__EXERCISE DIRECTIONS__. From the data that follows, copy every line holding the string "anyhow".
>>>
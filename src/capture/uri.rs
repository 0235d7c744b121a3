//! GStreamer capture backend for URI and file sources.
//!
//! Decodes any URI GStreamer understands (RTSP, HTTP, local files) into
//! packed RGB frames through a `uridecodebin ! videoconvert ! videoscale
//! ! appsink` pipeline. The appsink is configured lossy (`max-buffers=1
//! drop=true`) so a slow consumer watches the newest frame instead of
//! building a backlog.

use anyhow::{anyhow, Context, Result};
use gstreamer::prelude::*;
use std::time::Duration;

use super::{effective_fps, CaptureConfig, StreamProps};
use crate::frame::Frame;

pub(crate) struct UriCapture {
    config: CaptureConfig,
    uri: String,
    active: Option<ActivePipeline>,
    frame_count: u64,
}

struct ActivePipeline {
    pipeline: gstreamer::Pipeline,
    appsink: gstreamer_app::AppSink,
    props: StreamProps,
    /// First decoded frame, pulled during open to learn negotiated caps.
    pending: Option<Frame>,
}

impl UriCapture {
    pub(crate) fn new(config: CaptureConfig) -> Result<Self> {
        gstreamer::init().context("initialize gstreamer")?;
        let uri = normalize_uri(&config.source)?;
        Ok(Self {
            config,
            uri,
            active: None,
            frame_count: 0,
        })
    }

    pub(crate) fn open(&mut self) -> Result<StreamProps> {
        self.close();

        let mut caps = String::from("video/x-raw,format=RGB");
        if self.config.width > 0 && self.config.height > 0 {
            caps.push_str(&format!(
                ",width={},height={}",
                self.config.width, self.config.height
            ));
        }
        let description = format!(
            "uridecodebin uri={} ! videoconvert ! videoscale ! {} ! \
             appsink name=sink sync=false max-buffers=1 drop=true",
            self.uri, caps
        );
        let pipeline = gstreamer::parse::launch(&description)
            .context("build capture pipeline")?
            .downcast::<gstreamer::Pipeline>()
            .map_err(|_| anyhow!("capture pipeline is not a Pipeline"))?;
        let appsink = pipeline
            .by_name("sink")
            .context("appsink element missing from pipeline")?
            .downcast::<gstreamer_app::AppSink>()
            .map_err(|_| anyhow!("appsink element has unexpected type"))?;

        pipeline
            .set_state(gstreamer::State::Playing)
            .context("set capture pipeline to Playing")?;

        // Pull the first sample so the negotiated geometry and rate are
        // known before the source is reported Connected.
        let sample = match appsink.try_pull_sample(gstreamer::ClockTime::from_seconds(5)) {
            Some(sample) => sample,
            None => {
                let _ = pipeline.set_state(gstreamer::State::Null);
                return Err(pipeline_error(&pipeline)
                    .unwrap_or_else(|| anyhow!("no frame within 5s of opening {}", self.uri)));
            }
        };

        self.frame_count = 0;
        let (frame, props) = self.sample_to_frame(&sample)?;
        self.frame_count = 1;
        log::info!(
            "capture: connected to {} ({}x{} @ {:.1} fps)",
            self.uri,
            props.width,
            props.height,
            props.fps
        );
        self.active = Some(ActivePipeline {
            pipeline,
            appsink,
            props,
            pending: Some(frame),
        });
        Ok(props)
    }

    pub(crate) fn close(&mut self) {
        if let Some(active) = self.active.take() {
            let _ = active.pipeline.set_state(gstreamer::State::Null);
        }
    }

    pub(crate) fn is_open(&self) -> bool {
        self.active.is_some()
    }

    pub(crate) fn read_frame(&mut self) -> Result<Frame> {
        let timeout = self.read_timeout();
        let active = self.active.as_mut().context("capture is not open")?;
        if let Some(frame) = active.pending.take() {
            return Ok(frame);
        }

        let sample = active
            .appsink
            .try_pull_sample(gstreamer::ClockTime::from_mseconds(
                timeout.as_millis() as u64
            ))
            .ok_or_else(|| {
                pipeline_error(&active.pipeline).unwrap_or_else(|| anyhow!("stream stalled"))
            })?;

        let active_props = active.props;
        let (frame, _) = self
            .sample_to_frame_with(&sample, active_props)
            .context("decode capture sample")?;
        self.frame_count += 1;
        Ok(frame)
    }

    pub(crate) fn describe(&self) -> &str {
        &self.uri
    }

    fn read_timeout(&self) -> Duration {
        let fps = self
            .active
            .as_ref()
            .map(|active| active.props.fps)
            .unwrap_or(self.config.fps);
        let base_ms = if fps > 0.0 {
            ((1000.0 / fps) * 4.0) as u64
        } else {
            500
        };
        Duration::from_millis(base_ms.max(500))
    }

    fn sample_to_frame(&mut self, sample: &gstreamer::Sample) -> Result<(Frame, StreamProps)> {
        let caps = sample.caps().context("capture sample missing caps")?;
        let info = gstreamer_video::VideoInfo::from_caps(caps)
            .context("parse capture caps as video info")?;
        let fps = {
            let fraction = info.fps();
            if fraction.denom() > 0 {
                fraction.numer() as f64 / fraction.denom() as f64
            } else {
                0.0
            }
        };
        let props = StreamProps {
            width: info.width(),
            height: info.height(),
            fps: effective_fps(fps, self.config.fps),
        };
        self.sample_to_frame_with(sample, props)
    }

    fn sample_to_frame_with(
        &mut self,
        sample: &gstreamer::Sample,
        props: StreamProps,
    ) -> Result<(Frame, StreamProps)> {
        let buffer = sample.buffer().context("capture sample missing buffer")?;
        let caps = sample.caps().context("capture sample missing caps")?;
        let info = gstreamer_video::VideoInfo::from_caps(caps)
            .context("parse capture caps as video info")?;

        let width = info.width();
        let height = info.height();
        let row_bytes = width as usize * 3;
        let stride = info.stride()[0] as usize;

        let map = buffer.map_readable().context("map capture buffer")?;
        let data = map.as_slice();

        let pixels = if stride == row_bytes {
            data.get(..row_bytes * height as usize)
                .context("capture buffer is too short")?
                .to_vec()
        } else {
            let mut pixels = Vec::with_capacity(row_bytes * height as usize);
            for row in 0..height as usize {
                let start = row * stride;
                let end = start + row_bytes;
                pixels.extend_from_slice(
                    data.get(start..end)
                        .context("capture buffer row is out of bounds")?,
                );
            }
            pixels
        };

        Ok((
            Frame::new(width, height, self.frame_count + 1, pixels),
            props,
        ))
    }
}

fn pipeline_error(pipeline: &gstreamer::Pipeline) -> Option<anyhow::Error> {
    let bus = pipeline.bus()?;
    while let Some(message) = bus.timed_pop(gstreamer::ClockTime::ZERO) {
        use gstreamer::MessageView;
        match message.view() {
            MessageView::Error(err) => {
                return Some(anyhow!(
                    "gstreamer error from {:?}: {}",
                    err.src().map(|s| s.path_string()),
                    err.error()
                ));
            }
            MessageView::Eos(..) => {
                return Some(anyhow!("stream reached end of stream"));
            }
            _ => {}
        }
    }
    None
}

/// Accept both URIs and bare filesystem paths.
fn normalize_uri(descriptor: &str) -> Result<String> {
    if descriptor.contains("://") {
        return Ok(descriptor.to_string());
    }
    let absolute = std::fs::canonicalize(descriptor)
        .with_context(|| format!("resolve capture path {}", descriptor))?;
    Ok(format!("file://{}", absolute.display()))
}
<<<
__ANSWER TO THE PROBLEM__.
use anyhow::{anyhow, Context, Result};
            .map_err(|_| anyhow!("capture pipeline is not a Pipeline"))?;
            .map_err(|_| anyhow!("appsink element has unexpected type"))?;
                    .unwrap_or_else(|| anyhow!("no frame within 5s of opening {}", self.uri)));
                pipeline_error(&active.pipeline).unwrap_or_else(|| anyhow!("stream stalled"))
fn pipeline_error(pipeline: &gstreamer::Pipeline) -> Option<anyhow::Error> {
                return Some(anyhow!(
                return Some(anyhow!("stream reached end of stream"));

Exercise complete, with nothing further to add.